Pautas para la familia y el entorno

  • Observar cambios en patrón de sueño, energía, conducta social y rendimiento laboral/estudiantil.

  • Registrar episodios: duración, intensidad, factores precipitantes y respuesta a tratamientos.

  • No minimizar los síntomas ni atribuirlos únicamente a “carácter”.

  • Mantener comunicación abierta, apoyo empático y medidas de seguridad si hay riesgo de autolesión.


Prevención y manejo de recaídas

  • Tratamiento farmacológico continuo cuando lo indique el profesional para estabilizar el estado de ánimo.

  • Psicoterapias psicoeducativas y específicas (Terapia CC, terapia interpersonal y de ritmo social) para manejar síntomas y prevenir recaídas.

  • Rutinas regulares: higiene del sueño, horarios estables, actividad física y alimentación balanceada.

  • Evitar consumo de alcohol y drogas; revisar interacciones farmacológicas.

  • Plan de crisis: identificar señales tempranas, contactos de emergencia y pasos concretos (quién avisar, retirar acceso a medios peligrosos).


Tratamiento: opciones y recomendaciones

  • Psicoeducación: para la familia y el paciente, como primer paso esencial —explicar el trastorno, señales de alarma, manejo de medicamentos, adherencia y estrategias para prevenir recaídas.

  • Medicación: estabilizadores del ánimo (litio, valproato, carbamazepina), antipsicóticos atípicos y, en algunos casos, antidepresivos con precaución y siempre junto a estabilizadores. La elección depende del subtipo, historia clínica y tolerancia.

  • Psicoterapia: complementa la medicación; Terapia CC ayuda a reconocer patrones, mejorar la adherencia y manejar el estrés. Incluir psicoeducación para pacientes y familiares es clave.

  • Intervenciones psicosociales: educación sobre el trastorno, apoyo familiar y programas de rehabilitación psicosocial.

  • Tratamientos de emergencia: en episodios graves (psicosis, riesgo de suicidio) puede requerirse hospitalización y manejo intensivo.
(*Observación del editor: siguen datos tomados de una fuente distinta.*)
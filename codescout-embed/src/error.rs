//! Error types for the embedding system

/// Result type for embedding operations.
pub type Result<T> = std::result::Result<T, EmbedError>;

/// Errors raised while producing embeddings.
#[derive(Debug, thiserror::Error)]
pub enum EmbedError {
    /// The provider was asked to do something its configuration forbids.
    #[error("Invalid embedding configuration: {message}")]
    InvalidConfig { message: String },

    /// Error during embedding generation
    #[error("Embedding generation failed: {source}")]
    EmbeddingGeneration {
        #[source]
        source: Box<dyn std::error::Error + Send + Sync>,
    },

    /// Async task join errors
    #[error("Async task failed: {source}")]
    AsyncTask {
        #[from]
        source: tokio::task::JoinError,
    },

    /// Generic errors from other libraries
    #[error("External error: {source}")]
    External {
        #[from]
        source: anyhow::Error,
    },
}

impl EmbedError {
    /// Create an invalid configuration error with a custom message.
    pub fn invalid_config<S: Into<String>>(message: S) -> Self {
        Self::InvalidConfig {
            message: message.into(),
        }
    }

    /// Wrap an arbitrary error as an embedding-generation failure.
    pub fn embedding_gen<E>(source: E) -> Self
    where
        E: std::error::Error + Send + Sync + 'static,
    {
        Self::EmbeddingGeneration {
            source: Box::new(source),
        }
    }
}
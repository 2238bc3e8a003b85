//! File discovery with ignore rules.
//!
//! Walks the workspace honoring gitignore semantics plus a
//! `.codescoutignore` file, and filters out what indexing can never use:
//! hidden entries, symlinks, known binary extensions, and oversized files.
//! Read-only; change classification happens in the indexing engine against
//! stored file records.

use anyhow::Result;
use ignore::WalkBuilder;
use std::path::{Path, PathBuf};
use tracing::debug;

/// Hard cap on file size; anything larger is skipped during discovery.
pub const MAX_FILE_SIZE_BYTES: u64 = 1024 * 1024;

const BINARY_EXTENSIONS: &[&str] = &[
    "png", "jpg", "jpeg", "gif", "webp", "ico", "pdf", "zip", "tar", "gz", "7z", "exe", "dll",
    "so", "dylib", "bin", "o", "a", "class", "pyc", "woff", "woff2", "ttf",
];

/// Walk the workspace and return indexable files as sorted
/// workspace-relative paths.
pub fn discover_files(root: &Path) -> Result<Vec<PathBuf>> {
    let mut files = Vec::new();
    let walker = WalkBuilder::new(root)
        .hidden(true)
        .git_ignore(true)
        .git_global(true)
        .git_exclude(true)
        .add_custom_ignore_filename(".codescoutignore")
        .follow_links(false)
        .build();

    for entry in walker {
        let entry = match entry {
            Ok(entry) => entry,
            Err(err) => {
                debug!("Skipping unreadable entry: {err}");
                continue;
            }
        };
        if !entry.file_type().is_some_and(|t| t.is_file()) {
            continue;
        }
        let path = entry.path();
        if is_binary_extension(path) {
            continue;
        }
        match entry.metadata() {
            Ok(metadata) if metadata.len() <= MAX_FILE_SIZE_BYTES => {}
            Ok(metadata) => {
                debug!(
                    "Skipping oversized file {} ({} bytes)",
                    path.display(),
                    metadata.len()
                );
                continue;
            }
            Err(err) => {
                debug!("Skipping file without metadata {}: {err}", path.display());
                continue;
            }
        }
        if let Ok(relative) = path.strip_prefix(root) {
            files.push(relative.to_path_buf());
        }
    }

    files.sort();
    Ok(files)
}

fn is_binary_extension(path: &Path) -> bool {
    path.extension()
        .and_then(|ext| ext.to_str())
        .map(|ext| ext.to_lowercase())
        .is_some_and(|ext| BINARY_EXTENSIONS.contains(&ext.as_str()))
}

#[cfg(test)]
mod tests {
    use super::*;
    use std::fs;

    #[test]
    fn discovers_sorted_relative_paths() {
        let dir = tempfile::tempdir().unwrap();
        fs::create_dir_all(dir.path().join("src")).unwrap();
        fs::write(dir.path().join("src/b.py"), "pass").unwrap();
        fs::write(dir.path().join("a.txt"), "hello").unwrap();

        let files = discover_files(dir.path()).unwrap();
        assert_eq!(
            files,
            vec![PathBuf::from("a.txt"), PathBuf::from("src/b.py")]
        );
    }

    #[test]
    fn skips_binary_hidden_and_oversized() {
        let dir = tempfile::tempdir().unwrap();
        fs::write(dir.path().join("logo.png"), [0u8; 16]).unwrap();
        fs::write(dir.path().join(".hidden"), "secret").unwrap();
        fs::write(
            dir.path().join("huge.txt"),
            "x".repeat((MAX_FILE_SIZE_BYTES + 1) as usize),
        )
        .unwrap();
        fs::write(dir.path().join("keep.py"), "pass").unwrap();

        let files = discover_files(dir.path()).unwrap();
        assert_eq!(files, vec![PathBuf::from("keep.py")]);
    }

    #[test]
    fn honors_codescoutignore() {
        let dir = tempfile::tempdir().unwrap();
        fs::write(dir.path().join(".codescoutignore"), "generated/\n").unwrap();
        fs::create_dir_all(dir.path().join("generated")).unwrap();
        fs::write(dir.path().join("generated/out.py"), "pass").unwrap();
        fs::write(dir.path().join("main.py"), "pass").unwrap();

        let files = discover_files(dir.path()).unwrap();
        assert_eq!(files, vec![PathBuf::from("main.py")]);
    }
}
//! File-extension based language detection.
//!
//! Only Python gets structural analysis; every other language is still
//! detected so chunks and search filters carry a useful label.

use serde::Serialize;
use std::path::Path;

/// Detected source language of a file.
#[derive(Debug, Clone, Copy, PartialEq, Eq, Hash, Serialize)]
#[serde(rename_all = "lowercase")]
pub enum Language {
    Python,
    JavaScript,
    TypeScript,
    Rust,
    Go,
    Java,
    Kotlin,
    C,
    Cpp,
    CSharp,
    Markdown,
    Json,
    Yaml,
    Toml,
    Bash,
    Sql,
    Text,
}

impl Language {
    /// Detect language from a file extension (without the dot).
    pub fn from_extension(ext: &str) -> Self {
        match ext.to_lowercase().as_str() {
            "py" | "pyw" => Self::Python,
            "js" | "jsx" | "mjs" | "cjs" => Self::JavaScript,
            "ts" | "tsx" => Self::TypeScript,
            "rs" => Self::Rust,
            "go" => Self::Go,
            "java" => Self::Java,
            "kt" | "kts" => Self::Kotlin,
            "c" | "h" => Self::C,
            "cpp" | "cc" | "cxx" | "hpp" => Self::Cpp,
            "cs" => Self::CSharp,
            "md" | "markdown" => Self::Markdown,
            "json" => Self::Json,
            "yml" | "yaml" => Self::Yaml,
            "toml" => Self::Toml,
            "sh" => Self::Bash,
            "sql" => Self::Sql,
            _ => Self::Text,
        }
    }

    /// Detect language from a file path.
    pub fn from_path(path: impl AsRef<Path>) -> Self {
        path.as_ref()
            .extension()
            .and_then(|ext| ext.to_str())
            .map_or(Self::Text, Self::from_extension)
    }

    pub const fn as_str(self) -> &'static str {
        match self {
            Self::Python => "python",
            Self::JavaScript => "javascript",
            Self::TypeScript => "typescript",
            Self::Rust => "rust",
            Self::Go => "go",
            Self::Java => "java",
            Self::Kotlin => "kotlin",
            Self::C => "c",
            Self::Cpp => "cpp",
            Self::CSharp => "csharp",
            Self::Markdown => "markdown",
            Self::Json => "json",
            Self::Yaml => "yaml",
            Self::Toml => "toml",
            Self::Bash => "bash",
            Self::Sql => "sql",
            Self::Text => "text",
        }
    }

    /// Whether this language is structurally analyzed (syntax-tree chunking,
    /// symbols, references, call edges).
    pub const fn supports_analysis(self) -> bool {
        matches!(self, Self::Python)
    }
}

#[cfg(test)]
mod tests {
    use super::*;

    #[test]
    fn detects_from_path() {
        assert_eq!(Language::from_path("src/app.py"), Language::Python);
        assert_eq!(Language::from_path("lib/mod.rs"), Language::Rust);
        assert_eq!(Language::from_path("README.md"), Language::Markdown);
        assert_eq!(Language::from_path("Makefile"), Language::Text);
    }

    #[test]
    fn only_python_is_analyzed() {
        assert!(Language::Python.supports_analysis());
        assert!(!Language::Rust.supports_analysis());
        assert!(!Language::Text.supports_analysis());
    }
}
  • Seguimiento regular: monitorización de efectos secundarios, niveles séricos cuando proceda (p. ej., litio) y ajuste de dosis.


Cuándo consultar a un profesional de la salud

  • Ante cambios notables y sostenidos en el estado de ánimo, sueño, energía o comportamiento que afectan la vida cotidiana.

  • Si hay pensamientos de muerte o suicidio, ideación activa o riesgo de daño: buscar atención inmediata (servicio de urgencias, línea de crisis).

  • Si aparecen efectos secundarios molestos de medicación o falta de respuesta al tratamiento.

  • Para evaluación y seguimiento por un psiquiatra y equipo de salud mental.


Recomendaciones finales

  • La combinación de tratamiento médico, psicoterapéutico y apoyo social ofrece las mejores probabilidades de recuperación y estabilidad.

  • La detección temprana, la inclusión de la familia en la evaluación y la continuidad del tratamiento reducen complicaciones y mejoran la calidad de vida.

  • Informarse, derribar estigmas y brindar acompañamiento son acciones fundamentales.


Recursos y apoyo

  • Buscar asociaciones locales o nacionales de salud mental para información, grupos de apoyo y recursos.

  • En caso de crisis inmediata, contactar servicios de emergencia o líneas locales de prevención del suicidio.


Conmemorar el Día del Trastorno Bipolar es un llamado a la comprensión, la detección temprana y el acceso a tratamientos eficaces. Si sospechas que tú o un ser querido podría tener trastorno bipolar, consulta a un profesional de salud mental para una evaluación completa.